House debates

Thursday, 5 March 2015

Bills

Appropriation Bill (No. 3) 2014-2015; Second Reading

11:56 am

Photo of Bernie RipollBernie Ripoll (Oxley, Australian Labor Party, Shadow Minister Assisting the Leader for Small Business) Share this | Hansard source

This is what was contained on most of the 18,000 pages: they were blank. They got rid of stuff that made no difference to anybody. If I were to ask small business now, 'Does your bottom line in your business look better today or worse than before we had the bonfire on red tape?' Most of them, I think, if they did the sums, would find no difference. This is the problem: no difference. It sounds good and looks good—nudge nudge, wink wink, we are on your side—it just does not add up to anything real. This is the problem: nothing real. Nothing for the future, nothing about sustainability—nothing that actually makes a real difference.
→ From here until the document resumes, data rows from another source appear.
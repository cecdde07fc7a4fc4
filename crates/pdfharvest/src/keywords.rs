//! Keyword frequency analysis.
//!
//! Pure function over extracted text: no IO, no clock, fully
//! deterministic for identical input.

use std::collections::HashMap;

use serde::{Deserialize, Serialize};

use crate::config::AnalyzerConfig;

/// Words too common to be informative. Fixed set; case handled by
/// lowercasing tokens before the lookup.
const STOPWORDS: &[&str] = &[
    "about", "above", "after", "again", "against", "also", "because", "been", "before", "being",
    "below", "between", "both", "cannot", "could", "does", "doing", "down", "during", "each",
    "from", "further", "have", "having", "here", "into", "itself", "more", "most", "other",
    "over", "same", "shall", "should", "some", "such", "than", "that", "their", "them", "then",
    "there", "these", "they", "this", "those", "through", "under", "until", "very", "were",
    "what", "when", "where", "which", "while", "will", "with", "would", "your",
];

/// One ranked keyword.
#[derive(Debug, Clone, PartialEq, Eq, Serialize, Deserialize)]
pub struct Keyword {
    pub word: String,
    pub frequency: u64,
}

/// Tokenizes the text and returns the top-K keywords ranked by
/// frequency, ties broken by first occurrence in the text.
pub fn analyze(text: &str, config: &AnalyzerConfig) -> Vec<Keyword> {
    let mut counts: HashMap<String, u64> = HashMap::new();
    // Insertion order, for deterministic tie-breaking.
    let mut order: Vec<String> = Vec::new();

    for token in tokenize(text) {
        if token.chars().count() < config.min_word_len {
            continue;
        }
        if STOPWORDS.contains(&token.as_str()) {
            continue;
        }

        match counts.get_mut(&token) {
            Some(n) => *n += 1,
            None => {
                counts.insert(token.clone(), 1);
                order.push(token);
            }
        }
    }

    let mut ranked: Vec<Keyword> = order
        .into_iter()
        .map(|word| {
            let frequency = counts[&word];
            Keyword { word, frequency }
        })
        .collect();

    // Stable sort keeps first-occurrence order within equal frequencies.
    ranked.sort_by(|a, b| b.frequency.cmp(&a.frequency));
    ranked.truncate(config.top_k);
    ranked
}

/// Lowercases and splits into alphanumeric runs, dropping punctuation.
fn tokenize(text: &str) -> impl Iterator<Item = String> + '_ {
    text.split(|c: char| !c.is_alphanumeric())
        .filter(|s| !s.is_empty())
        .map(|s| s.to_lowercase())
}

#[cfg(test)]
mod tests {
    use super::*;

    fn config() -> AnalyzerConfig {
        AnalyzerConfig::default()
    }

    #[test]
    fn test_frequency_ranking() {
        let text = "invoice payment invoice total payment invoice";
        let keywords = analyze(text, &config());

        assert_eq!(keywords[0].word, "invoice");
        assert_eq!(keywords[0].frequency, 3);
        assert_eq!(keywords[1].word, "payment");
        assert_eq!(keywords[1].frequency, 2);
        assert_eq!(keywords[2].word, "total");
        assert_eq!(keywords[2].frequency, 1);
    }

    #[test]
    fn test_frequencies_never_exceed_token_count() {
        let text = "alpha beta gamma alpha beta alpha";
        let keywords = analyze(text, &config());
        let total: u64 = keywords.iter().map(|k| k.frequency).sum();
        assert!(total <= 6);
    }

    #[test]
    fn test_ties_broken_by_first_occurrence() {
        let text = "zebra apple zebra apple mango mango";
        let keywords = analyze(text, &config());
        let words: Vec<&str> = keywords.iter().map(|k| k.word.as_str()).collect();
        // All frequency 2; order of appearance wins.
        assert_eq!(words, vec!["zebra", "apple", "mango"]);
    }

    #[test]
    fn test_case_and_punctuation_normalized() {
        let text = "Report, REPORT. report!";
        let keywords = analyze(text, &config());
        assert_eq!(keywords.len(), 1);
        assert_eq!(keywords[0].word, "report");
        assert_eq!(keywords[0].frequency, 3);
    }

    #[test]
    fn test_short_tokens_dropped() {
        let text = "the cat sat on mat but encyclopedia";
        let keywords = analyze(text, &config());
        assert_eq!(keywords.len(), 1);
        assert_eq!(keywords[0].word, "encyclopedia");
    }

    #[test]
    fn test_stopwords_dropped() {
        let text = "because should would document document";
        let keywords = analyze(text, &config());
        assert_eq!(keywords.len(), 1);
        assert_eq!(keywords[0].word, "document");
    }

    #[test]
    fn test_top_k_truncation() {
        let text = "aaaa bbbb cccc dddd eeee";
        let cfg = AnalyzerConfig {
            top_k: 2,
            min_word_len: 4,
        };
        let keywords = analyze(text, &cfg);
        assert_eq!(keywords.len(), 2);
    }

    #[test]
    fn test_empty_text() {
        assert!(analyze("", &config()).is_empty());
        assert!(analyze("   \n\t  ", &config()).is_empty());
    }

    #[test]
    fn test_determinism() {
        let text = "one of the larger bodies of text with repeated words words \
                    and more words that should rank rank rank deterministically";
        let a = analyze(text, &config());
        let b = analyze(text, &config());
        assert_eq!(a, b);
    }

    #[test]
    fn test_sorted_non_increasing() {
        let text = "alpha alpha alpha beta beta gamma delta delta delta delta";
        let keywords = analyze(text, &config());
        for pair in keywords.windows(2) {
            assert!(pair[0].frequency >= pair[1].frequency);
        }
    }

    #[test]
    fn test_unicode_tokens() {
        let text = "naïve naïve café résumé";
        let keywords = analyze(text, &config());
        assert_eq!(keywords[0].word, "naïve");
        assert_eq!(keywords[0].frequency, 2);
    }
}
In the less than a minute that I have left, I want to touch on the Intergenerational Report, because it is a very important report. It has always been a bipartisan report. It has been a report that is really not about the politics. It is really about what will look like in 2055, but unfortunately it has become a work of fiction. It is now no longer Treasury's report. In fact, the head of Treasury has walked away from it and said it is not ours. It is owned by Joe Hockey. It is his report, not the Treasury's. The head of the fiscal group, when he was asked, said 'It is not ours, it is Joe Hockey's report. It is the Treasurer's report.' They are all walking away from it because it has been politicised, it has been delayed, and there has been fudging on the migration numbers. In fact, it is so fudged it still contains the GP tax measures, which do not exist anymore. Shame on the Liberal government for always attacking the economy and small business.